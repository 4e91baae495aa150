//! cedardb.com blog parser.
//!
//! Listing cards are links under `/blog/` whose text starts with a
//! `DD/MM/YYYY` date, usually with the title in an inner `<h3>`. Post pages end
//! with a grid of related-post cards that must not reach the document.

use std::sync::LazyLock;

use chrono::NaiveDate;
use regex::Regex;
use scraper::{ElementRef, Html, Selector};
use url::Url;

use blogbook_content::{collapse_text, normalize_text};
use blogbook_shared::{ClassifiedLink, LinkHint, LinkKind, PostMetadata, host_key};

use super::generic::{self, ANCHORS, GenericParser};
use super::{PageParser, ParseContext};

const HOST: &str = "cedardb.com";

const MIN_TITLE_CHARS: usize = 5;

/// A container with at least this many `/blog/` links is a related-posts grid.
const RELATED_GRID_LINKS: usize = 3;

static H3: LazyLock<Selector> = LazyLock::new(|| Selector::parse("h3").expect("valid selector"));

static BLOG_LINKS: LazyLock<Selector> =
    LazyLock::new(|| Selector::parse(r#"a[href*="/blog/"]"#).expect("valid selector"));

static LISTING_DATE_RE: LazyLock<Regex> =
    LazyLock::new(|| Regex::new(r"\d{2}/\d{2}/\d{4}").expect("valid regex"));

static STRIP_CLASS_RE: LazyLock<Regex> = LazyLock::new(|| {
    Regex::new(r"(?i)author|byline|meta|date|listing|button|cta|start-now|signup|waitlist")
        .expect("valid regex")
});

/// Parser for the CedarDB blog.
pub struct CedarDbParser;

impl PageParser for CedarDbParser {
    fn name(&self) -> &str {
        "cedardb"
    }

    fn detect(&self, url: &Url) -> bool {
        host_key(url) == HOST
    }

    fn blog_title(&self, _doc: &Html, _cx: &ParseContext<'_>) -> Option<String> {
        Some("CedarDB Engineering Blog".into())
    }

    fn extract_links(&self, doc: &Html, cx: &ParseContext<'_>) -> Vec<ClassifiedLink> {
        if cx.overrides_links() {
            return GenericParser.extract_links(doc, cx);
        }

        let mut links: Vec<ClassifiedLink> = doc
            .select(&ANCHORS)
            .filter_map(|el| listing_card(el, cx))
            .collect();
        links.extend(generic::pagination_links(doc, cx));
        links
    }

    fn extract_post(&self, doc: &Html, cx: &ParseContext<'_>, hint: &LinkHint) -> PostMetadata {
        generic::post_metadata(doc, cx, hint, |el| {
            generic::class_matches(el, &STRIP_CLASS_RE) || is_related_grid(el)
        })
    }
}

fn listing_card(el: ElementRef<'_>, cx: &ParseContext<'_>) -> Option<ClassifiedLink> {
    let url = generic::resolve_href(el, cx.page_url)?;
    let path = url.path().to_ascii_lowercase();
    if !generic::same_site(&url, cx)
        || !path.contains("/blog/")
        || path.trim_end_matches('/').ends_with("/blog")
        || path.contains("subscribe")
        || path.contains("newsletter")
    {
        return None;
    }

    let text = collapse_text(el);
    let date = LISTING_DATE_RE
        .find(&text)
        .and_then(|m| NaiveDate::parse_from_str(m.as_str(), "%d/%m/%Y").ok());

    let title = match el.select(&H3).next() {
        Some(h3) => collapse_text(h3),
        None => {
            let stripped = LISTING_DATE_RE
                .find(&text)
                .filter(|m| m.start() == 0)
                .map_or(text.as_str(), |m| &text[m.end()..]);
            stripped.trim().to_string()
        }
    };
    if title.chars().count() < MIN_TITLE_CHARS {
        return None;
    }

    let mut link = ClassifiedLink::new(url, LinkKind::PostCandidate);
    link.hint = LinkHint {
        title: Some(normalize_text(&title)),
        date,
    };
    Some(link)
}

/// `section`/`div` made mostly of links to other posts.
fn is_related_grid(el: ElementRef<'_>) -> bool {
    if !matches!(el.value().name(), "section" | "div") {
        return false;
    }
    let links: Vec<_> = el.select(&BLOG_LINKS).collect();
    if links.len() < RELATED_GRID_LINKS {
        return false;
    }
    let link_chars: usize = links.iter().map(|a| collapse_text(*a).len()).sum();
    link_chars * 2 >= collapse_text(el).len()
}

#[cfg(test)]
mod tests {
    use super::*;
    use blogbook_shared::CompiledHints;

    fn context<'a>(page: &'a Url, hints: &'a CompiledHints) -> ParseContext<'a> {
        ParseContext {
            page_url: page,
            blog_root: page,
            hints,
        }
    }

    #[test]
    fn listing_cards_with_dates() {
        let doc = Html::parse_document(
            r#"<body>
                <a href="/blog/">Blog</a>
                <a href="/blog/ssd-writes/"><span>31/10/2025</span><h3>Why SSD writes are slow</h3><p>desc</p></a>
                <a href="/blog/join-order">12/03/2024Join ordering explained</a>
                <a href="/blog/newsletter">Join our newsletter today</a>
            </body>"#,
        );
        let page = Url::parse("https://cedardb.com/blog/").unwrap();
        let hints = CompiledHints::default();
        let links = CedarDbParser.extract_links(&doc, &context(&page, &hints));

        let posts: Vec<_> = links
            .iter()
            .filter(|l| l.kind == LinkKind::PostCandidate)
            .collect();
        assert_eq!(posts.len(), 2);
        assert_eq!(posts[0].hint.title.as_deref(), Some("Why SSD writes are slow"));
        assert_eq!(posts[0].hint.date, NaiveDate::from_ymd_opt(2025, 10, 31));
        assert_eq!(posts[1].hint.title.as_deref(), Some("Join ordering explained"));
        assert_eq!(posts[1].hint.date, NaiveDate::from_ymd_opt(2024, 3, 12));
    }

    #[test]
    fn related_grid_is_stripped_but_prose_links_kept() {
        let doc = Html::parse_document(
            r#"<body><article>
                <h1>Post</h1>
                <div class="prose"><p>We covered <a href="/blog/a">a</a>, <a href="/blog/b">b</a>
                   and <a href="/blog/c">c</a> before, in a long paragraph of prose text that is
                   clearly the body of the article and not a grid of cards.</p></div>
                <div class="grid">
                  <a href="/blog/x">Another post title</a>
                  <a href="/blog/y">Yet another post</a>
                  <a href="/blog/z">Third related post</a>
                </div>
                <div class="author-card">Written by someone</div>
            </article></body>"#,
        );
        let page = Url::parse("https://cedardb.com/blog/post").unwrap();
        let hints = CompiledHints::default();
        let meta = CedarDbParser.extract_post(&doc, &context(&page, &hints), &LinkHint::default());

        assert!(meta.body_html.contains("We covered"));
        assert!(!meta.body_html.contains("Third related post"));
        assert!(!meta.body_html.contains("Written by someone"));
    }
}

________

Beginning at the first line of the data above, retype each line until you reach the line containing "Post pages end", and include that one too. Add nothing else.

(Response area)
repository 4e91baae495aa150
//! cedardb.com blog parser.
//!
//! Listing cards are links under `/blog/` whose text starts with a
//! `DD/MM/YYYY` date, usually with the title in an inner `<h3>`. Post pages end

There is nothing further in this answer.